Aizha menatap pantulan dirinya di cermin yang ada di kamarnya lalu melirik pada jam dinding yang berada di sisi lain ruangan itu, jam 7.46 malam dan dia sudah bersiap-siap. Wajahnya sudah dipolesi make up tipis, dia menggunakan dress hitam selutut dengan high heels tinggi melekat di kaki jenjangnya, rambut panjang bergelombangnya kini telah di kepang kebelakang. Penampilannya sangat cantik namun simple, tidak ada kesan berlebihan dari tampilannya. Aizha berjalan keluar dari kamar mengambil tasnya dan berjalan ke dapur. Khusus untuk malam ini Nuka akan tidur di rumah sahabatnya karena Aizha akan pulang sangat larut malam atau mungkin dia bahkan tidak akan pulang.

​Aizha mengambil kotak kue berwarna biru pastel yang ada di lemari pendingin, kue di dalam kotak ini adalah kue spesial yang ia buat sendiri seharian dengan susah payah dan yeah hasilnya tak terlalu buruk. Ouh ya dan alasan kenapa Aizha berdandan seperti itu, tampil lebih cantik dari biasanya dan repot-repot membuat kue adalah karena hari ini adalah hari ulang tahun pacarnya, Rafy. Aizha sengaja untuk tidak menelepon maupun mengirim pesan pada Rafy seharian ini karena ingin memberi kejutan pada pria itu. Aizha bahkan tidak mengabari Rafy bahwa sekarang dia sedang berada di taksi untuk pergi ke apartemen pria itu.
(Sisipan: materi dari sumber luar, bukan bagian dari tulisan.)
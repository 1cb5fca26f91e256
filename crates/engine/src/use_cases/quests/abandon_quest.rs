//! Abandon quest use case.
//!
//! The quest-side transition is persisted first; if the player record has
//! since disappeared the abandonment still stands.

use std::sync::Arc;

use questkeep_domain::{PlayerId, Quest, QuestId, QuestStatus};

use crate::infrastructure::ports::{ClockPort, PlayerRepo, QuestRepo};

use super::error::QuestError;

pub struct AbandonQuest {
    quests: Arc<dyn QuestRepo>,
    players: Arc<dyn PlayerRepo>,
    clock: Arc<dyn ClockPort>,
}

impl AbandonQuest {
    pub fn new(
        quests: Arc<dyn QuestRepo>,
        players: Arc<dyn PlayerRepo>,
        clock: Arc<dyn ClockPort>,
    ) -> Self {
        Self {
            quests,
            players,
            clock,
        }
    }

    pub async fn execute(
        &self,
        player_id: PlayerId,
        quest_id: QuestId,
    ) -> Result<Quest, QuestError> {
        let mut quest = self
            .quests
            .get(quest_id)
            .await?
            .ok_or(QuestError::QuestNotFound(quest_id))?;

        if quest.status == QuestStatus::InProgress
            && quest.assigned_player != Some(player_id)
        {
            return Err(QuestError::NotQuestOwner);
        }

        let captured = quest.abandon()?;

        let now = self.clock.now();
        quest.updated_at = now;
        self.quests.save(&quest).await?;

        if let Some(assigned) = captured {
            if let Some(mut player) = self.players.get(assigned).await? {
                player.remove_quest_in_progress(quest_id);
                player.updated_at = now;
                self.players.save(&player).await?;
            }
        }

        tracing::info!(player_id = %player_id, quest_id = %quest_id, "Quest abandoned");

        Ok(quest)
    }
}
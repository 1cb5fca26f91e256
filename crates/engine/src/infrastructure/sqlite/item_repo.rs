//! SQLite adapter for the item catalog.

use std::str::FromStr;

use async_trait::async_trait;
use chrono::{DateTime, Utc};
use sqlx::sqlite::SqliteRow;
use sqlx::{Row, SqlitePool};

use questkeep_domain::{Item, ItemDescription, ItemId, ItemName, ItemType};

use crate::infrastructure::ports::{ItemRepo, RepoError};

pub struct SqliteItemRepo {
    pool: SqlitePool,
}

impl SqliteItemRepo {
    pub fn new(pool: SqlitePool) -> Self {
        Self { pool }
    }
}

fn row_to_item(row: &SqliteRow) -> Result<Item, RepoError> {
    let id: String = row
        .try_get("id")
        .map_err(|e| RepoError::database("items.read", e))?;
    let name: String = row
        .try_get("name")
        .map_err(|e| RepoError::database("items.read", e))?;
    let description: String = row
        .try_get("description")
        .map_err(|e| RepoError::database("items.read", e))?;
    let item_type: String = row
        .try_get("item_type")
        .map_err(|e| RepoError::database("items.read", e))?;
    let created_at: DateTime<Utc> = row
        .try_get("created_at")
        .map_err(|e| RepoError::database("items.read", e))?;

    Ok(Item {
        id: ItemId::from_str(&id).map_err(RepoError::serialization)?,
        name: ItemName::new(name).map_err(RepoError::serialization)?,
        description: ItemDescription::new(description).map_err(RepoError::serialization)?,
        item_type: ItemType::from_str(&item_type).map_err(RepoError::serialization)?,
        created_at,
    })
}

#[async_trait]
impl ItemRepo for SqliteItemRepo {
    async fn get(&self, id: ItemId) -> Result<Option<Item>, RepoError> {
        let row = sqlx::query("SELECT id, name, description, item_type, created_at FROM items WHERE id = ?")
            .bind(id.to_string())
            .fetch_optional(&self.pool)
            .await
            .map_err(|e| RepoError::database("items.get", e))?;
        row.as_ref().map(row_to_item).transpose()
    }

    async fn exists(&self, id: ItemId) -> Result<bool, RepoError> {
        let row = sqlx::query("SELECT 1 FROM items WHERE id = ?")
            .bind(id.to_string())
            .fetch_optional(&self.pool)
            .await
            .map_err(|e| RepoError::database("items.exists", e))?;
        Ok(row.is_some())
    }

    async fn save(&self, item: &Item) -> Result<(), RepoError> {
        sqlx::query(
            r#"
            INSERT INTO items (id, name, description, item_type, created_at)
            VALUES (?, ?, ?, ?, ?)
            ON CONFLICT(id) DO UPDATE SET
                name = excluded.name,
                description = excluded.description,
                item_type = excluded.item_type
            "#,
        )
        .bind(item.id.to_string())
        .bind(item.name.as_str())
        .bind(item.description.as_str())
        .bind(item.item_type.to_string())
        .bind(item.created_at)
        .execute(&self.pool)
        .await
        .map_err(|e| RepoError::database("items.save", e))?;
        Ok(())
    }

    async fn list(&self, item_type: Option<ItemType>) -> Result<Vec<Item>, RepoError> {
        let rows = match item_type {
            Some(t) => {
                sqlx::query("SELECT id, name, description, item_type, created_at FROM items WHERE item_type = ? ORDER BY name")
                    .bind(t.to_string())
                    .fetch_all(&self.pool)
                    .await
            }
            None => {
                sqlx::query("SELECT id, name, description, item_type, created_at FROM items ORDER BY name")
                    .fetch_all(&self.pool)
                    .await
            }
        }
        .map_err(|e| RepoError::database("items.list", e))?;
        rows.iter().map(row_to_item).collect()
    }
}
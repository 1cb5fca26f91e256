//! Unified error types for the domain layer
//!
//! Provides a common error type that can be used across all domain operations,
//! enabling consistent error handling without forcing adapters to use String or anyhow.

use thiserror::Error;

/// Unified error type for domain operations
#[derive(Debug, Error, Clone, PartialEq, Eq)]
pub enum DomainError {
    /// Validation failed (e.g., invalid field values)
    #[error("Validation failed: {0}")]
    Validation(String),

    /// Invalid ID format
    #[error("Invalid ID format: {0}")]
    InvalidId(String),

    /// Entity not found
    #[error("Entity not found: {entity_type} with id {id}")]
    NotFound {
        entity_type: &'static str,
        id: String,
    },

    /// Parse error (for value objects)
    #[error("Parse error: {0}")]
    Parse(String),

    /// Quest status precondition violated
    #[error("Invalid state transition: {0}")]
    InvalidTransition(String),

    /// The item has no entry in the player's inventory
    #[error("Item not in inventory: {item_id}")]
    ItemNotInInventory { item_id: String },

    /// Quantity must be at least 1
    #[error("Invalid quantity: {0} (must be at least 1)")]
    InvalidQuantity(u32),
}

impl DomainError {
    /// Creates a validation error for business rule violations.
    pub fn validation(msg: impl Into<String>) -> Self {
        Self::Validation(msg.into())
    }

    /// Create a not found error
    pub fn not_found(entity_type: &'static str, id: impl Into<String>) -> Self {
        Self::NotFound {
            entity_type,
            id: id.into(),
        }
    }

    /// Create an invalid ID error
    pub fn invalid_id(msg: impl Into<String>) -> Self {
        Self::InvalidId(msg.into())
    }

    /// Creates a parse error for string-to-type conversion failures.
    ///
    /// Use this in `FromStr` implementations when the input string
    /// doesn't match any known variant.
    pub fn parse(msg: impl Into<String>) -> Self {
        Self::Parse(msg.into())
    }

    /// Create an invalid state transition error
    pub fn invalid_transition(msg: impl Into<String>) -> Self {
        Self::InvalidTransition(msg.into())
    }

    /// Create an item-not-in-inventory error
    pub fn item_not_in_inventory(item_id: impl Into<String>) -> Self {
        Self::ItemNotInInventory {
            item_id: item_id.into(),
        }
    }
}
​Khusus untuk hari ini, Aizha sudah mempersiapkan dirinya sendiri dari minggu lalu, mungkin ini adalah saatnya, mungkin sekarang dia sudah siap. Tidak ada yang perlu dikhawatirkan, mungkin sama seperti pasangan lainnya, terkadang hal ini di perlukan(?)

​Sesampainya di depan gedung apartemen yang menjulang tinggi itu, Aizha keluar dari taksi membayar ongkosnya dan langsung berjalan memasuki gedung itu. suara heels nya menggema saat ia berjalan, gadis itu memasuki lift dan menuju lantai 3 dimana unit pacarnya berada. Mood nya sangat baik dan dia sangat bahagia, Aizha bahkan sedikit bersenandung dengan pelan. Lift itu berdenting lalu pintu terbuka, Aizha kembali berjalan keluar dari lift dengan kotak kue itu erat berada di genggamannya.
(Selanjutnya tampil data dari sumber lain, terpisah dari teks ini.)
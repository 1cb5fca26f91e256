//! Inventory quantity arithmetic.

use serde::{Deserialize, Serialize};

/// Outcome of subtracting a quantity from an inventory stack.
///
/// Removing more than the stack holds is not an error at this level:
/// the stack empties and the entry is dropped. Callers that want to
/// reject overdrafts must check before subtracting.
#[derive(Debug, Clone, Copy, PartialEq, Eq, Serialize, Deserialize)]
pub enum RemovalOutcome {
    /// Stack still holds the given quantity
    Reduced(u32),
    /// Stack was fully consumed and should be removed
    Emptied,
}

impl RemovalOutcome {
    /// Subtract `requested` from `held`, clamping overdraft to a full removal.
    pub fn subtract(held: u32, requested: u32) -> Self {
        if requested >= held {
            Self::Emptied
        } else {
            Self::Reduced(held - requested)
        }
    }

    /// True when the stack was fully consumed.
    pub fn is_emptied(&self) -> bool {
        matches!(self, Self::Emptied)
    }
}
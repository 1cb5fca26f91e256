//! Application state and composition.

use std::sync::Arc;

use crate::infrastructure::ports::{
    ClockPort, ItemRepo, PasswordHasherPort, PlayerRepo, QuestRepo, TokenPort,
};
use crate::infrastructure::sqlite::SqliteRepositories;
use crate::use_cases::{
    AuthUseCases, CatalogUseCases, InventoryUseCases, ProfileUseCases, QuestUseCases,
};

/// Main application state.
///
/// Holds repositories and use cases; passed to HTTP handlers via Axum state.
pub struct App {
    pub repositories: Repositories,
    pub use_cases: UseCases,
    pub tokens: Arc<dyn TokenPort>,
    pub clock: Arc<dyn ClockPort>,
}

/// Container for all repository ports.
pub struct Repositories {
    pub items: Arc<dyn ItemRepo>,
    pub players: Arc<dyn PlayerRepo>,
    pub quests: Arc<dyn QuestRepo>,
}

/// Container for all use cases.
pub struct UseCases {
    pub auth: AuthUseCases,
    pub quests: QuestUseCases,
    pub inventory: InventoryUseCases,
    pub profile: ProfileUseCases,
    pub catalog: CatalogUseCases,
}

impl App {
    pub fn new(
        items: Arc<dyn ItemRepo>,
        players: Arc<dyn PlayerRepo>,
        quests: Arc<dyn QuestRepo>,
        hasher: Arc<dyn PasswordHasherPort>,
        tokens: Arc<dyn TokenPort>,
        clock: Arc<dyn ClockPort>,
    ) -> Self {
        let use_cases = UseCases {
            auth: AuthUseCases::new(
                players.clone(),
                hasher,
                tokens.clone(),
                clock.clone(),
            ),
            quests: QuestUseCases::new(
                quests.clone(),
                players.clone(),
                items.clone(),
                clock.clone(),
            ),
            inventory: InventoryUseCases::new(items.clone(), players.clone(), clock.clone()),
            profile: ProfileUseCases::new(players.clone(), items.clone(), quests.clone()),
            catalog: CatalogUseCases::new(items.clone()),
        };

        Self {
            repositories: Repositories {
                items,
                players,
                quests,
            },
            use_cases,
            tokens,
            clock,
        }
    }

    /// Wire the app against the SQLite adapters.
    pub fn with_sqlite(
        repos: &SqliteRepositories,
        hasher: Arc<dyn PasswordHasherPort>,
        tokens: Arc<dyn TokenPort>,
        clock: Arc<dyn ClockPort>,
    ) -> Self {
        Self::new(
            repos.items.clone(),
            repos.players.clone(),
            repos.quests.clone(),
            hasher,
            tokens,
            clock,
        )
    }
}
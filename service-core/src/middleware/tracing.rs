use crate::observability::REQUEST_ID_HEADER;
use axum::http::HeaderValue;
use axum::{extract::Request, middleware::Next, response::Response};
use uuid::Uuid;

/// Ensure every request carries an `x-request-id`, generating one when the
/// caller did not, and echo it on the response.
///
/// The id is written into the request headers so the proxy forwards the
/// same value downstream.
pub async fn request_id_middleware(mut req: Request, next: Next) -> Response {
    let request_id = req
        .headers()
        .get(REQUEST_ID_HEADER)
        .and_then(|h| h.to_str().ok())
        .filter(|s| !s.is_empty() && s.len() <= 128)
        .map(|s| s.to_string())
        .unwrap_or_else(|| Uuid::new_v4().to_string());

    let header_value = HeaderValue::from_str(&request_id).ok();

    if let Some(value) = &header_value {
        req.headers_mut().insert(REQUEST_ID_HEADER, value.clone());
    }

    let mut response = next.run(req).await;

    if let Some(value) = header_value {
        response.headers_mut().insert(REQUEST_ID_HEADER, value);
    }

    response
}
​Kini Aizha sudah berdiri di depan pintu unit apartemen Rafy, tak perlu mengetuk pintu untuk dibukakan karena gadis itu hafal sandinya. Yang hanya perlu Aizha siapkan adalah kata-katanya, sebelum membuka pintu itu, Aizha mencoba menenangkan dirinya terlebih dahulu karena jantungnya terus berdetak dengan cepat, dia sangat gugup. Setelah beberapa kali tarikan nafas panjang, Aizha akhirnya memberanikan diri, tangannya yang bebas terulur untuk menekan sandi pintu, setelah bunyi ‘klik’ pintu terbuka dan baru selangkah ia menginjakan kakinya di dalam, suara erangan dan desahan menyambutnya.

​Aizha tidak tau, kepalanya blank namun sebisa mungkin dia berpikir positif, itu mungkin hanya suara yang berasal dari film yang tengah pria itu tonton, dengan perlahan Aizha masuk lebih dalam dan dalam lagi. Semakin Aizha masuk suara-suara itu semakin keras terdengar namun dia masih tidak dapat menemukan siapapun. Ruang tamu kosong dan TV mati, suara itu berasal dari kamar Rafy. Jantung Aizha bahkan berdetak lebih kuat hingga membuat dadanya sakit, dia merasa sepertinya jantungnya sebentar lagi akan meledak.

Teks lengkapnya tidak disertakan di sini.